Moreover, any sort of data fraud checking among collaborators will not catch situations where collaborators are cheating together, and it won’t help for single-authored papers, and it won’t help in cases where only one author (e.g., a bioinformatician) has the requisite knowledge to generate and analyze the data. Afterall, if everyone had the ability to generate, analyze, and interpret the data equally well, then we wouldn’t need collaborations would we. Instead, collaborators tend to be brought together for their complementary, rather than redundant, skills. I certainly won’t be able to effectively check the (for example) genomic data generated by specialist collaborators. Nor should all authors be spending their time on this – they should be focusing their efforts on areas where they have unique skills. Otherwise, why collaborate?

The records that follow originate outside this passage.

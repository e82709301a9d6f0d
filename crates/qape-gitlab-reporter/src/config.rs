//! Reporter configuration.
//!
//! The runner hands reporters an opaque settings object; this reporter reads
//! the `reporterOptions.gitlab` subtree of it. Validation happens exactly
//! once, in [`GitlabReporter::init`], before any tracker call is attempted —
//! an invalid configuration means the event handler is never attached.
//!
//! [`GitlabReporter::init`]: crate::reporter::GitlabReporter::init

use serde::{Deserialize, Serialize};
use serde_json::Value;

use crate::error::{ReporterError, ReporterResult};

/// Reference to an assignee in the raw configuration.
///
/// Users may be given by numeric id or by username; usernames are resolved
/// to ids during initialization and the resolved list replaces this raw
/// form.
#[derive(Debug, Clone, PartialEq, Serialize, Deserialize)]
#[serde(untagged)]
pub enum AssigneeRef {
    /// Already a numeric user id; passed through untouched.
    Id(u64),
    /// A username; resolved via the tracker's user-lookup call.
    Username(String),
}

/// Options for the GitLab reporter.
#[derive(Debug, Clone, Serialize, Deserialize)]
#[serde(rename_all = "camelCase")]
pub struct ReporterConfig {
    /// Base URL of the GitLab instance, e.g. `https://gitlab.example.com`.
    #[serde(default)]
    pub url: String,

    /// Project id or URL-encoded project path.
    #[serde(default)]
    pub project_id: String,

    /// Private token sent as the `PRIVATE-TOKEN` header.
    #[serde(default)]
    pub private_token: String,

    /// Users to assign to newly created issues.
    #[serde(default, skip_serializing_if = "Option::is_none")]
    pub assignees: Option<Vec<AssigneeRef>>,

    /// Request timeout in seconds.
    #[serde(default = "default_timeout")]
    pub timeout_secs: u64,
}

fn default_timeout() -> u64 {
    30
}

impl Default for ReporterConfig {
    fn default() -> Self {
        Self {
            url: String::new(),
            project_id: String::new(),
            private_token: String::new(),
            assignees: None,
            timeout_secs: default_timeout(),
        }
    }
}

impl ReporterConfig {
    /// Extract this reporter's options from the runner's settings object.
    ///
    /// The runner nests per-reporter options under `reporterOptions.<name>`;
    /// a missing subtree yields an empty config that fails [`validate`].
    ///
    /// [`validate`]: ReporterConfig::validate
    pub fn from_runner_config(config: &Value) -> ReporterResult<Self> {
        let options = config
            .pointer("/reporterOptions/gitlab")
            .cloned()
            .unwrap_or_else(|| Value::Object(serde_json::Map::new()));
        Self::from_value(options)
    }

    /// Deserialize options from an opaque settings value.
    pub fn from_value(value: Value) -> ReporterResult<Self> {
        serde_json::from_value(value).map_err(|e| ReporterError::Config {
            message: format!("invalid gitlab reporter options: {e}"),
        })
    }

    /// Check that every required option is present.
    pub fn validate(&self) -> ReporterResult<()> {
        let required = [
            (&self.url, "url"),
            (&self.project_id, "projectId"),
            (&self.private_token, "privateToken"),
        ];
        for (value, option) in required {
            if value.trim().is_empty() {
                return Err(ReporterError::Config {
                    message: format!(
                        "missing required reporter option `{option}`, \
                         update your config according to documentation"
                    ),
                });
            }
        }
        Ok(())
    }

    /// Set the base URL.
    pub fn with_url(mut self, url: impl Into<String>) -> Self {
        self.url = url.into();
        self
    }

    /// Set the project id.
    pub fn with_project_id(mut self, project_id: impl Into<String>) -> Self {
        self.project_id = project_id.into();
        self
    }

    /// Set the private token.
    pub fn with_private_token(mut self, private_token: impl Into<String>) -> Self {
        self.private_token = private_token.into();
        self
    }

    /// Set the assignee list.
    pub fn with_assignees(mut self, assignees: Vec<AssigneeRef>) -> Self {
        self.assignees = Some(assignees);
        self
    }
}

#[cfg(test)]
mod tests {
    use super::*;

    #[test]
    fn validate_rejects_each_missing_required_option() {
        let complete = ReporterConfig::default()
            .with_url("https://gitlab.example.com")
            .with_project_id("7")
            .with_private_token("secret");
        assert!(complete.validate().is_ok());

        for missing in ["url", "projectId", "privateToken"] {
            let mut config = complete.clone();
            match missing {
                "url" => config.url.clear(),
                "projectId" => config.project_id.clear(),
                _ => config.private_token.clear(),
            }
            let error = config.validate().expect_err("must reject");
            assert!(error.is_fatal());
            assert!(
                error.to_string().contains(missing),
                "error should name the missing option: {error}"
            );
        }
    }

    #[test]
    fn parses_runner_settings_subtree() {
        let runner_config = serde_json::json!({
            "parallelInstances": 2,
            "reporterOptions": {
                "gitlab": {
                    "url": "https://gitlab.example.com",
                    "projectId": "7",
                    "privateToken": "secret",
                    "assignees": ["alice", 12]
                }
            }
        });

        let config =
            ReporterConfig::from_runner_config(&runner_config).expect("options parse");
        assert_eq!(config.url, "https://gitlab.example.com");
        assert_eq!(config.project_id, "7");
        assert_eq!(
            config.assignees,
            Some(vec![
                AssigneeRef::Username("alice".to_string()),
                AssigneeRef::Id(12)
            ])
        );
        assert_eq!(config.timeout_secs, 30);
    }

    #[test]
    fn missing_subtree_yields_invalid_config() {
        let config = ReporterConfig::from_runner_config(&serde_json::json!({}))
            .expect("empty options still deserialize");
        assert!(config.validate().is_err());
    }

    #[test]
    fn malformed_assignees_fail_deserialization() {
        let result = ReporterConfig::from_value(serde_json::json!({
            "url": "https://gitlab.example.com",
            "projectId": "7",
            "privateToken": "secret",
            "assignees": [{"name": "alice"}]
        }));
        assert!(matches!(result, Err(ReporterError::Config { .. })));
    }
}
//! HTTP client for the GitLab issue tracker.
//!
//! Every operation is a single attempt: the reporter prefers losing one
//! report over stalling the test run behind retries, so status and transport
//! failures map straight to a [`ReporterError`] carrying the attempted
//! operation, url, and received status for operator diagnosis.

use std::time::Duration;

use reqwest::header::{HeaderMap, HeaderName, HeaderValue, USER_AGENT};
use reqwest::StatusCode;
use tracing::debug;

use crate::config::ReporterConfig;
use crate::error::{ReporterError, ReporterResult};
use crate::types::{
    CommentPayload, CreatedIssue, GitlabUser, IssuePayload, IssueSummary, MARKER_LABEL,
};

/// User agent for tracker requests.
const USER_AGENT_VALUE: &str = concat!("qape-gitlab-reporter/", env!("CARGO_PKG_VERSION"));

/// Header carrying the credential on every request.
const PRIVATE_TOKEN: HeaderName = HeaderName::from_static("private-token");

/// Tracker client bound to one GitLab project.
#[derive(Debug, Clone)]
pub struct TrackerClient {
    /// HTTP client.
    client: reqwest::Client,

    /// Base URL of the GitLab instance, without trailing slash.
    base_url: String,

    /// Project id or URL-encoded project path.
    project_id: String,
}

impl TrackerClient {
    /// Create a new tracker client.
    pub fn new(config: &ReporterConfig) -> ReporterResult<Self> {
        let mut default_headers = HeaderMap::new();
        default_headers.insert(USER_AGENT, HeaderValue::from_static(USER_AGENT_VALUE));

        let mut token =
            HeaderValue::from_str(&config.private_token).map_err(|_| ReporterError::Config {
                message: "option `privateToken` contains characters not allowed in a header"
                    .to_string(),
            })?;
        token.set_sensitive(true);
        default_headers.insert(PRIVATE_TOKEN, token);

        let client = reqwest::Client::builder()
            .timeout(Duration::from_secs(config.timeout_secs))
            .default_headers(default_headers)
            .build()
            .map_err(|e| ReporterError::Config {
                message: format!("failed to create HTTP client: {e}"),
            })?;

        // Normalize base URL (remove trailing slash)
        let base_url = config.url.trim_end_matches('/').to_string();

        Ok(Self {
            client,
            base_url,
            project_id: config.project_id.clone(),
        })
    }

    /// Confirm endpoint, credential, and project id with a lightweight call.
    ///
    /// `GET /api/v4/projects/{id}` must answer 200; anything else is fatal
    /// to initialization.
    pub async fn probe_project(&self) -> ReporterResult<()> {
        let url = self.project_url("");
        debug!(url = %url, "probing tracker project");

        let response =
            self.client
                .get(&url)
                .send()
                .await
                .map_err(|e| ReporterError::Connectivity {
                    url: url.clone(),
                    reason: e.to_string(),
                })?;

        let status = response.status();
        if status != StatusCode::OK {
            return Err(ReporterError::Connectivity {
                url,
                reason: format!("received wrong status code {}", status.as_u16()),
            });
        }

        Ok(())
    }

    /// Resolve a username to its numeric user id.
    ///
    /// Zero matches and ambiguous matches both fail: silently picking one of
    /// several users would assign issues to the wrong person.
    pub async fn resolve_user_id(&self, username: &str) -> ReporterResult<u64> {
        let url = format!("{}/api/v4/users", self.base_url);
        debug!(url = %url, username = %username, "resolving assignee username");

        let lookup_error = |reason: String| ReporterError::Lookup {
            username: username.to_string(),
            reason,
        };

        let response = self
            .client
            .get(&url)
            .query(&[("username", username)])
            .send()
            .await
            .map_err(|e| lookup_error(e.to_string()))?;

        let status = response.status();
        if status != StatusCode::OK {
            return Err(lookup_error(format!(
                "received wrong status code {}",
                status.as_u16()
            )));
        }

        let users: Vec<GitlabUser> = response
            .json()
            .await
            .map_err(|e| lookup_error(format!("failed to parse user list: {e}")))?;

        match users.as_slice() {
            [] => Err(lookup_error("no matching user".to_string())),
            [user] => Ok(user.id),
            _ => Err(lookup_error(format!("{} users match", users.len()))),
        }
    }

    /// List open issues carrying this reporter's marker label.
    ///
    /// Filtering happens server-side via `state=opened&labels=QApe`.
    pub async fn list_open_marked_issues(&self) -> ReporterResult<Vec<IssueSummary>> {
        let url = self.project_url("/issues");
        debug!(url = %url, "listing open marked issues");

        let list_error = |reason: String| ReporterError::List {
            url: url.clone(),
            reason,
        };

        let response = self
            .client
            .get(&url)
            .query(&[("state", "opened"), ("labels", MARKER_LABEL)])
            .send()
            .await
            .map_err(|e| list_error(e.to_string()))?;

        let status = response.status();
        if status != StatusCode::OK {
            return Err(list_error(format!(
                "received wrong status code {}",
                status.as_u16()
            )));
        }

        response
            .json()
            .await
            .map_err(|e| list_error(format!("failed to parse issue list: {e}")))
    }

    /// Create a new issue; returns its project-scoped id.
    ///
    /// The tracker answers a create with 201 specifically — a generic 200
    /// means the write did not happen the way we asked and is reported as a
    /// failure.
    pub async fn create_issue(&self, payload: &IssuePayload) -> ReporterResult<u64> {
        let url = self.project_url("/issues");
        debug!(url = %url, title = %payload.title, "creating tracker issue");

        let create_error = |reason: String| ReporterError::Create {
            url: url.clone(),
            reason,
        };

        let response = self
            .client
            .post(&url)
            .json(payload)
            .send()
            .await
            .map_err(|e| create_error(e.to_string()))?;

        let status = response.status();
        if status != StatusCode::CREATED {
            return Err(create_error(format!(
                "received wrong status code {}",
                status.as_u16()
            )));
        }

        let created: CreatedIssue = response
            .json()
            .await
            .map_err(|e| create_error(format!("failed to parse created issue: {e}")))?;

        Ok(created.iid)
    }

    /// Append a comment to an existing issue.
    pub async fn add_comment(&self, iid: u64, payload: &CommentPayload) -> ReporterResult<()> {
        let url = self.project_url(&format!("/issues/{iid}/notes"));
        debug!(url = %url, iid, "adding comment to tracker issue");

        let comment_error = |reason: String| ReporterError::Comment {
            url: url.clone(),
            reason,
        };

        let response = self
            .client
            .post(&url)
            .json(payload)
            .send()
            .await
            .map_err(|e| comment_error(e.to_string()))?;

        let status = response.status();
        if status != StatusCode::CREATED {
            return Err(comment_error(format!(
                "received wrong status code {}",
                status.as_u16()
            )));
        }

        Ok(())
    }

    /// Build a project-scoped API url.
    fn project_url(&self, path: &str) -> String {
        format!(
            "{}/api/v4/projects/{}{}",
            self.base_url, self.project_id, path
        )
    }

    /// Get the base URL.
    pub fn base_url(&self) -> &str {
        &self.base_url
    }
}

Yet we obviously need a better way to detect the cheaters. I can see one clear solution for detecting fraud before it hits the scientific record while not compromising an atmosphere of trust among collaborators. Consider this: the one place where trust does not currently exist is between journals and authors submitting papers. That is, reviewers/editors at journals don’t “trust” that the authors have chosen the right journal, that experimental design is correct, that their analyses appropriate, and that their interpretation is valid. Instead, reviewers/editors interrogate these aspects of each submitted paper to see if they trust the authors’ work and choice of journal.
Why not then have fraud detection enter in from the journal side of the process. For instance, many journals already run the text of submitted papers through a program that checks for plagiarism. Indeed, I was editor for a paper where plagiarism by a junior lead author was caught by just such a program and the senior author was able to fix it. Why not do the same for data? R packages are being developed to check for common approaches to fraud and can be used to interrogate data by officially-sanctioned and recognized Data Editors. These Data Editors could be acknowledged just like regular editors on the back pages of journals and even on the papers themselves. The Data Editors can put this role on their CVs and be recognized for this contribution. I expect that many scientists – especially those with coding skills with a passion for data integrity – would jump at the opportunity to be an official Data Editor at a journal.
Yes, I hear you saying “That would be a ton of work” – and so here is a suggestion to minimize unnecessary effort. Specifically, the Data Editors kick in only when the paper is already accepted. This would avoid duplication of effort when the same paper is rejected from one journal and then serially submitted to other journals. I suppose a few instances would be detected where the paper passed normal peer review and then was rejected (or corrected) after being examined by a Data Editor – but I expect this would be rare. Also, I am not suggesting Data Editors should be checking code – only the raw data itself. Also, I think they should be EDITORS, not reviewers. That is, the journal would engage 10 or so Data Editor who would then “handle” the data for all accepted papers according to their expertise.
I hope that the scientific community will seriously consider this Data Editor suggestion because it seems to me by far the best (perhaps the only) way to maintain trust and complementarity among collaborators while also improving data integrity. I think also that it would be an opportunity for data enthusiasts, programmers, and coders to get more recognition for their skills and efforts. Everyone wins.